M.Sc StudentFederico Roizner
SubjectTransition in Plane Poiseuille Flow
DepartmentDepartment of Aerospace Engineering
Supervisor Full Professors Cohen Jacob


This study examines the transition to turbulence via linear transient growth in plane Poiseuille flow. It is shown that four and five streamwise independent modes are sufficient to approximate the odd and even transient growth scenarios, respectively. The optimal odd or even disturbance corresponds to a single or a pair of streamwise independent counter-rotating vortices, respectively. Each optimal is used as a primary disturbance which modifies the base-flow by creating inflection points in the flow. Consequently, the modified base-flow becomes unstable to 3D secondary disturbances, which are calculated by performing a secondary stability analysis based on Floquet theory.

For each primary disturbance, a parametric study is performed where it is shown how the secondary disturbance characteristics vary with the spanwise and streamwise wavenumbers associated with the primary and secondary disturbances, respectively. It has been found that there are four different kinds of secondary disturbances for the even scenario and only one for the odd scenario. Each secondary disturbance corresponds to a different route to transition.

Because of the minimal number of modes participating in each transition scenario, it is possible to follow the transition stages analytically by employing a multiple time scales analysis. The analytical results are then compared to direct numerical simulations and demonstrate a very good agreement.
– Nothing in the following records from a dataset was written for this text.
use std::sync::Arc;

use chrono::Duration;
use tracing::{debug, info, instrument, warn};

use super::domain::{AuthSession, LoginInput, NewUser, ProfileScope, RegisterInput, UserProfile};
use super::errors::AuthError;
use super::password::{self, PasswordAlgorithm, DEFAULT_BCRYPT_COST};
use super::repository::AuthRepository;
use super::token::{TokenService, DEFAULT_TTL_SECS};

/// Auth service configuration
#[derive(Clone)]
pub struct AuthConfig {
    pub jwt_secret: String,
    pub token_ttl: Duration,
    pub password_algorithm: PasswordAlgorithm,
    pub bcrypt_cost: u32,
}

impl AuthConfig {
    /// bcrypt at cost 10 and two-hour tokens.
    pub fn new(jwt_secret: impl Into<String>) -> Self {
        Self {
            jwt_secret: jwt_secret.into(),
            token_ttl: Duration::seconds(DEFAULT_TTL_SECS),
            password_algorithm: PasswordAlgorithm::Bcrypt,
            bcrypt_cost: DEFAULT_BCRYPT_COST,
        }
    }
}

/// Auth business service independent of web framework
pub struct AuthService {
    repo: Arc<dyn AuthRepository>,
    tokens: TokenService,
    cfg: AuthConfig,
}

impl AuthService {
    pub fn new(repo: Arc<dyn AuthRepository>, cfg: AuthConfig) -> Self {
        let tokens = TokenService::new(&cfg.jwt_secret, cfg.token_ttl);
        Self { repo, tokens, cfg }
    }

    pub fn tokens(&self) -> &TokenService { &self.tokens }

    /// Register a new user and issue its first token.
    ///
    /// Rejected with `AuthError::Conflict` when the email or the nickname is taken.
    ///
    /// # Examples
    /// ```
    /// use service::auth::{AuthService, AuthConfig, repository::mock::MockAuthRepository};
    /// use service::auth::domain::RegisterInput;
    /// use std::sync::Arc;
    /// let repo = Arc::new(MockAuthRepository::default());
    /// let svc = AuthService::new(repo, AuthConfig::new("secret"));
    /// let input = RegisterInput { name: "Test".into(), email: "user@example.com".into(), nickname: "tester".into(), password: "pw".into() };
    /// let session = tokio_test::block_on(svc.register(input)).unwrap();
    /// assert_eq!(session.user.user.email, "user@example.com");
    /// assert_eq!(svc.tokens().verify(&session.token).unwrap(), session.user.user.id);
    /// ```
    #[instrument(skip(self, input), fields(email = %input.email, nickname = %input.nickname))]
    pub async fn register(&self, input: RegisterInput) -> Result<AuthSession, AuthError> {
        let existing = self.repo.find_users_by_email_or_nickname(&input.email, &input.nickname).await?;
        if let Some(found) = existing.first() {
            debug!(user_id = found.id, "user exists");
            return Err(AuthError::Conflict);
        }

        let algorithm = self.cfg.password_algorithm;
        let cost = self.cfg.bcrypt_cost;
        let plain = input.password;
        let hash = tokio::task::spawn_blocking(move || password::hash_password(&plain, algorithm, cost))
            .await
            .map_err(|e| AuthError::HashError(e.to_string()))??;

        let new_user = NewUser { name: input.name, email: input.email, nickname: input.nickname };
        let user = self.repo.create_user(&new_user, hash, algorithm.to_string()).await?;
        let token = self.issue(user.id)?;
        info!(user_id = user.id, email = %user.email, "user_registered");
        Ok(AuthSession { user: UserProfile::fresh(user), token })
    }

    /// Authenticate by email or nickname and issue a token.
    ///
    /// Unknown login and wrong password both yield `AuthError::Unauthorized`.
    ///
    /// # Examples
    /// ```
    /// use service::auth::{AuthService, AuthConfig, repository::mock::MockAuthRepository};
    /// use service::auth::domain::{RegisterInput, LoginInput};
    /// use std::sync::Arc;
    /// let svc = AuthService::new(Arc::new(MockAuthRepository::default()), AuthConfig::new("secret"));
    /// let _ = tokio_test::block_on(svc.register(RegisterInput { name: "N".into(), email: "u@e.com".into(), nickname: "nick".into(), password: "Passw0rd".into() }));
    /// let session = tokio_test::block_on(svc.login(LoginInput { login: "nick".into(), password: "Passw0rd".into() })).unwrap();
    /// assert_eq!(session.user.user.email, "u@e.com");
    /// ```
    #[instrument(skip(self, input), fields(login = %input.login))]
    pub async fn login(&self, input: LoginInput) -> Result<AuthSession, AuthError> {
        let users = self.repo.find_users_by_login(&input.login).await?;
        let user = users.into_iter().next().ok_or(AuthError::Unauthorized)?;

        let cred = self.repo
            .get_credentials(user.id)
            .await?
            .ok_or(AuthError::Unauthorized)?;

        let algorithm: PasswordAlgorithm = cred.password_algorithm.parse()?;
        let plain = input.password;
        let stored = cred.password_hash;
        let matches = tokio::task::spawn_blocking(move || password::verify_password(&plain, &stored, algorithm))
            .await
            .map_err(|e| AuthError::HashError(e.to_string()))?;
        if !matches.unwrap_or(false) {
            return Err(AuthError::Unauthorized);
        }

        let profile = self.repo
            .load_profile(user.id, ProfileScope::Full)
            .await?
            .ok_or(AuthError::Unauthorized)?;
        let token = self.issue(user.id)?;
        info!(user_id = user.id, "user_logged_in");
        Ok(AuthSession { user: profile, token })
    }

    /// Check a bearer token and answer with the user and a newly issued token.
    ///
    /// The presented token stays valid until its own expiry.
    #[instrument(skip(self, token))]
    pub async fn validate(&self, token: Option<&str>) -> Result<AuthSession, AuthError> {
        let token = token
            .map(str::trim)
            .filter(|t| !t.is_empty())
            .ok_or(AuthError::MissingToken)?;
        let token = token.strip_prefix("Bearer ").unwrap_or(token);
        let user_id = self.tokens.verify(token).map_err(|e| {
            debug!(error = %e, "token rejected");
            AuthError::InvalidToken(e)
        })?;

        let Some(profile) = self.repo.load_profile(user_id, ProfileScope::PostsOnly).await? else {
            warn!(user_id, "token refers to a missing user");
            return Err(AuthError::NotFound);
        };
        let token = self.issue(profile.user.id)?;
        Ok(AuthSession { user: profile, token })
    }

    fn issue(&self, user_id: i32) -> Result<String, AuthError> {
        self.tokens.issue(user_id).map_err(|e| AuthError::TokenIssue(e.to_string()))
    }
}

#[cfg(test)]
mod tests {
    use super::*;
    use crate::auth::domain::RegisterInput;
    use crate::auth::repository::mock::MockAuthRepository;
    use crate::auth::token::TokenError;

    fn cfg() -> AuthConfig {
        AuthConfig { bcrypt_cost: 4, ..AuthConfig::new("test-secret") }
    }

    fn svc() -> (Arc<MockAuthRepository>, AuthService) {
        let repo = Arc::new(MockAuthRepository::default());
        (repo.clone(), AuthService::new(repo, cfg()))
    }

    fn ann() -> RegisterInput {
        RegisterInput { name: "Ann".into(), email: "ann@example.com".into(), nickname: "ann".into(), password: "s3cret".into() }
    }

    #[tokio::test]
    async fn register_returns_verifiable_token() {
        let (_, svc) = svc();
        let session = svc.register(ann()).await.unwrap();
        assert_eq!(svc.tokens().verify(&session.token).unwrap(), session.user.user.id);
        assert!(session.user.posts.is_empty());
        assert!(session.user.comments.as_ref().is_some_and(|c| c.is_empty()));
        assert_eq!(session.user.count.unwrap().upvotes, 0);
    }

    #[tokio::test]
    async fn register_stores_bcrypt_hash() {
        let (repo, svc) = svc();
        let session = svc.register(ann()).await.unwrap();
        let cred = repo.get_credentials(session.user.user.id).await.unwrap().unwrap();
        assert_eq!(cred.password_algorithm, "bcrypt");
        assert_ne!(cred.password_hash, "s3cret");
        assert!(password::verify_password("s3cret", &cred.password_hash, PasswordAlgorithm::Bcrypt).unwrap());
    }

    #[tokio::test]
    async fn duplicate_email_rejected_without_second_record() {
        let (repo, svc) = svc();
        svc.register(ann()).await.unwrap();
        let again = RegisterInput { nickname: "other".into(), ..ann() };
        assert!(matches!(svc.register(again).await, Err(AuthError::Conflict)));
        assert_eq!(repo.user_count(), 1);
    }

    #[tokio::test]
    async fn duplicate_nickname_rejected() {
        let (repo, svc) = svc();
        svc.register(ann()).await.unwrap();
        let again = RegisterInput { email: "other@example.com".into(), ..ann() };
        assert!(matches!(svc.register(again).await, Err(AuthError::Conflict)));
        assert_eq!(repo.user_count(), 1);
    }

    #[tokio::test]
    async fn login_by_email_or_nickname() {
        let (_, svc) = svc();
        let registered = svc.register(ann()).await.unwrap();
        for login in ["ann@example.com", "ann"] {
            let session = svc.login(LoginInput { login: login.into(), password: "s3cret".into() }).await.unwrap();
            assert_eq!(session.user.user.id, registered.user.user.id);
            assert_eq!(svc.tokens().verify(&session.token).unwrap(), registered.user.user.id);
        }
    }

    #[tokio::test]
    async fn wrong_password_and_unknown_login_are_indistinguishable() {
        let (_, svc) = svc();
        svc.register(ann()).await.unwrap();

        let wrong = svc.login(LoginInput { login: "ann".into(), password: "nope".into() }).await.unwrap_err();
        let unknown = svc.login(LoginInput { login: "ghost".into(), password: "s3cret".into() }).await.unwrap_err();
        assert!(matches!(wrong, AuthError::Unauthorized));
        assert!(matches!(unknown, AuthError::Unauthorized));
        assert_eq!(wrong.to_string(), unknown.to_string());
    }

    #[tokio::test]
    async fn argon2_credentials_still_verify_after_switch() {
        let repo = Arc::new(MockAuthRepository::default());
        let argon = AuthService::new(repo.clone(), AuthConfig { password_algorithm: PasswordAlgorithm::Argon2, ..cfg() });
        argon.register(ann()).await.unwrap();

        let bcrypt = AuthService::new(repo, cfg());
        let session = bcrypt.login(LoginInput { login: "ann".into(), password: "s3cret".into() }).await.unwrap();
        assert_eq!(session.user.user.nickname, "ann");
    }

    #[tokio::test]
    async fn validate_without_token_is_missing() {
        let (_, svc) = svc();
        assert!(matches!(svc.validate(None).await, Err(AuthError::MissingToken)));
    }

    #[tokio::test]
    async fn validate_blank_token_is_missing() {
        let (_, svc) = svc();
        for blank in ["", "   "] {
            assert!(matches!(svc.validate(Some(blank)).await, Err(AuthError::MissingToken)));
        }
    }

    #[tokio::test]
    async fn validate_garbled_token() {
        let (_, svc) = svc();
        let err = svc.validate(Some("garbled")).await.unwrap_err();
        assert!(matches!(err, AuthError::InvalidToken(TokenError::Malformed)));
        assert_eq!(err.to_string(), "jwt malformed");
    }

    #[tokio::test]
    async fn validate_reissues_a_new_token_for_same_user() {
        let (repo, svc) = svc();
        let registered = svc.register(ann()).await.unwrap();
        repo.add_post(registered.user.user.id, "hello");

        let session = svc.validate(Some(&registered.token)).await.unwrap();
        assert_ne!(session.token, registered.token);
        assert_eq!(svc.tokens().verify(&session.token).unwrap(), registered.user.user.id);
        assert_eq!(session.user.posts.len(), 1);
        assert!(session.user.comments.is_none());

        // the old token is not revoked
        assert!(svc.validate(Some(&registered.token)).await.is_ok());
    }

    #[tokio::test]
    async fn validate_expired_token() {
        let (_, svc) = svc();
        let registered = svc.register(ann()).await.unwrap();
        let stale = svc
            .tokens()
            .issue_at(registered.user.user.id, chrono::Utc::now() - Duration::hours(3))
            .unwrap();
        let err = svc.validate(Some(&stale)).await.unwrap_err();
        assert!(matches!(err, AuthError::InvalidToken(TokenError::Expired)));
    }

    #[tokio::test]
    async fn validate_for_deleted_user_fails_closed() {
        let (repo, svc) = svc();
        let registered = svc.register(ann()).await.unwrap();
        repo.remove_user(registered.user.user.id);
        assert!(matches!(svc.validate(Some(&registered.token)).await, Err(AuthError::NotFound)));
    }

    #[tokio::test]
    async fn token_from_other_secret_rejected() {
        let (_, svc) = svc();
        let foreign = TokenService::with_default_ttl("other-secret").issue(1).unwrap();
        let err = svc.validate(Some(&foreign)).await.unwrap_err();
        assert!(matches!(err, AuthError::InvalidToken(TokenError::InvalidSignature)));
    }
}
Comparison with similar results obtained for plane Couette flow ([Karp and Cohen, 2014]) shows that while most of the energy growth in plane Couette flow occurs during the growth of the secondary disturbance, in plane Poiseuille flow this growth occurs during the linear transient growth phase. Moreover, in plane Poiseuille flow the linear transient growth is sufficient to destabilize the flow, whereas in plane Couette flow the non-linear interactions between the transient growth modes are needed in order to obtain an unstable secondary mode.